Conor’s eyes were warm as I stopped just before him. I shivered when his fingers intertwined with mine. He led me farther down the dark hallway toward the back. He was taking me away. He was bringing me with him. This was it.

He was going to find a quiet room. A quiet room for just the two of us. He was going to take me inside. The door would click quietly shut behind us. Would he lock the door? Would my toes curl at the very sound of it? Would I even be able to hear it over the thudding, thudding, thudding of my heart?

Would he flick on the light? To see me. To trace his eyes over my nakedness. To claim me before he even laid a single finger upon the throbbing vein in my inner thigh.

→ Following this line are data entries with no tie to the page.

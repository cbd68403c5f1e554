//! `SeaORM` Entity for daily_revenue table
//!
//! Recomputed from paid sales; never a source of truth.

use sea_orm::entity::prelude::*;
use serde::{Deserialize, Serialize};

#[derive(Clone, Debug, PartialEq, DeriveEntityModel, Eq, Serialize, Deserialize)]
#[sea_orm(table_name = "daily_revenue")]
pub struct Model {
    #[sea_orm(primary_key)]
    pub id: i32,
    #[sea_orm(unique)]
    pub date: Date,
    pub total_sales: Decimal,
    pub total_orders: i32,
    pub total_cost: Decimal,
    pub total_profit: Decimal,
    pub avg_order_value: Decimal,
    pub updated_at: DateTime,
}

#[derive(Copy, Clone, Debug, EnumIter, DeriveRelation)]
pub enum Relation {}

impl ActiveModelBehavior for ActiveModel {}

Or would he leave the light off? Would he want to find me with his hands out before him like a blind man? Would he desire to learn my curves with the rough calluses of his thumbs, with the sweat-slick lines of his open palms? Would he want the darkness to heighten his hearing so that he was surrounded by my breathing? My breathing which grew faster, rougher, more desperate under his mouth and hips? My breathing turned to panting? Would he want to turn on the lights only once I was laid breathless? Body glistening? Limbs boneless? Eyes dazed like I was on drugs as I stared up at him?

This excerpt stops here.